What is needed:
Within the listing below, the lines containing "thread" are to be counted. Give the number only.

Data:
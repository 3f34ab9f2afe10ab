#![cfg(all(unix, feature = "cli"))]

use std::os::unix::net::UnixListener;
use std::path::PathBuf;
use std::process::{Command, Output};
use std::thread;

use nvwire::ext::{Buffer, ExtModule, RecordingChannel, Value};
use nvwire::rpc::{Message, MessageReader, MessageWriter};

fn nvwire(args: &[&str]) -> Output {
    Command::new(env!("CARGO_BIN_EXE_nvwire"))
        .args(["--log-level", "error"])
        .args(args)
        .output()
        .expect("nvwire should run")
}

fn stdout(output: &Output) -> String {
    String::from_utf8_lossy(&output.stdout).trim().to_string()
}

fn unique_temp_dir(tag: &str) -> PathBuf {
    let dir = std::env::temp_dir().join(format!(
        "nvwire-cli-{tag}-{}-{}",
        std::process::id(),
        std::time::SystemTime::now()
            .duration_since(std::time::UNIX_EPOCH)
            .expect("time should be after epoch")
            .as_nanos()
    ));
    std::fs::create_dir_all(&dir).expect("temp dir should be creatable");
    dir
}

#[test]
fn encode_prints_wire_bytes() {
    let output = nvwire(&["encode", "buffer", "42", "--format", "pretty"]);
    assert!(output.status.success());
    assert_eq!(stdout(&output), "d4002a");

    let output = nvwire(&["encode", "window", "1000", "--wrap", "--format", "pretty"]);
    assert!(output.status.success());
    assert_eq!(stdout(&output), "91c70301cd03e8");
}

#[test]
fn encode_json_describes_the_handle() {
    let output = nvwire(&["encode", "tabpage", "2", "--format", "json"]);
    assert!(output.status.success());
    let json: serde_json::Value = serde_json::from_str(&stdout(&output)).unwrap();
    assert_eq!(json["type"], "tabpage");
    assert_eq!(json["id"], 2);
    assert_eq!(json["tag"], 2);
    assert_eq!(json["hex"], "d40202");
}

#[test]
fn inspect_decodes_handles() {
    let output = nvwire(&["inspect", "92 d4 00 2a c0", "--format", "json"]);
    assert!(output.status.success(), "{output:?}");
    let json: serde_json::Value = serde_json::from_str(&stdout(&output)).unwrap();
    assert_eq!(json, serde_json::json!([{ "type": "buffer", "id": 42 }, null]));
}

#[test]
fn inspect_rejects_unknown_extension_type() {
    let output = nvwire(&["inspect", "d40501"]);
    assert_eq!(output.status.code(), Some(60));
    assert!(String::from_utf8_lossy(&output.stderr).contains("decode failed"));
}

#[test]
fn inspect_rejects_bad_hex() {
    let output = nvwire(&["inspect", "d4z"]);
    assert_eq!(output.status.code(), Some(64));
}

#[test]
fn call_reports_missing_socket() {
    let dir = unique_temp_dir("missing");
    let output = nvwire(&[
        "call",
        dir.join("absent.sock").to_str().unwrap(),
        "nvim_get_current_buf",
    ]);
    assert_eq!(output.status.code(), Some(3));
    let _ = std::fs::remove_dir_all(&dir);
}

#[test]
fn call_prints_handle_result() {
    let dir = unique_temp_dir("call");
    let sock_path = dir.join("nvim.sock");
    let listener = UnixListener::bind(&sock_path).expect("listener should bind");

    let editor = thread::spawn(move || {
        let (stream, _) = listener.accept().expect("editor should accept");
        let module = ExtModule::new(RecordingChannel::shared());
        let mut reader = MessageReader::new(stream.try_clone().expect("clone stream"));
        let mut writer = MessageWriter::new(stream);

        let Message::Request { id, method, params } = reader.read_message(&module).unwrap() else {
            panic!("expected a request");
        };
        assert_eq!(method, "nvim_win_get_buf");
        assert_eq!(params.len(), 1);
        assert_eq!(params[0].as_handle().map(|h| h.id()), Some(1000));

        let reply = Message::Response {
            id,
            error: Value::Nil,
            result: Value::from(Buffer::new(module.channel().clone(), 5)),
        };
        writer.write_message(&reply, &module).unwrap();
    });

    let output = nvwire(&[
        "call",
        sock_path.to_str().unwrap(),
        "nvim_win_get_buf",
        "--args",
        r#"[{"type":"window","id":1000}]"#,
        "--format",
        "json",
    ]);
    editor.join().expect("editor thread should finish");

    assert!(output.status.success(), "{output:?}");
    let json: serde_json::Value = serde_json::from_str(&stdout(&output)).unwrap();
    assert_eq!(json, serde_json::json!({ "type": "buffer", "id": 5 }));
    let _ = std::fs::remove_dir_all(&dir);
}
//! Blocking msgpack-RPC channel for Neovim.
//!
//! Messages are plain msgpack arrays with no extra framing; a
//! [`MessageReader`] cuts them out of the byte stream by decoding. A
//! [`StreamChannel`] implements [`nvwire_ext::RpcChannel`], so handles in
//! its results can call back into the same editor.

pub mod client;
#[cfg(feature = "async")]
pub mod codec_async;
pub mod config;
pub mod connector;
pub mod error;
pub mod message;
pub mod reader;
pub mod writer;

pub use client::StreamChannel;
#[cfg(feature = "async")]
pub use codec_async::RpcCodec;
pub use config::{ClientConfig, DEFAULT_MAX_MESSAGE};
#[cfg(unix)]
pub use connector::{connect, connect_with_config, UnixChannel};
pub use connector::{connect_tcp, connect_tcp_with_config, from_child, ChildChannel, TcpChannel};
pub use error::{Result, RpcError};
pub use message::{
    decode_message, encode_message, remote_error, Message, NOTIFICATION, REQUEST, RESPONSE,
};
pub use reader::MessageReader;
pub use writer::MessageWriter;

Result of the exercise:
3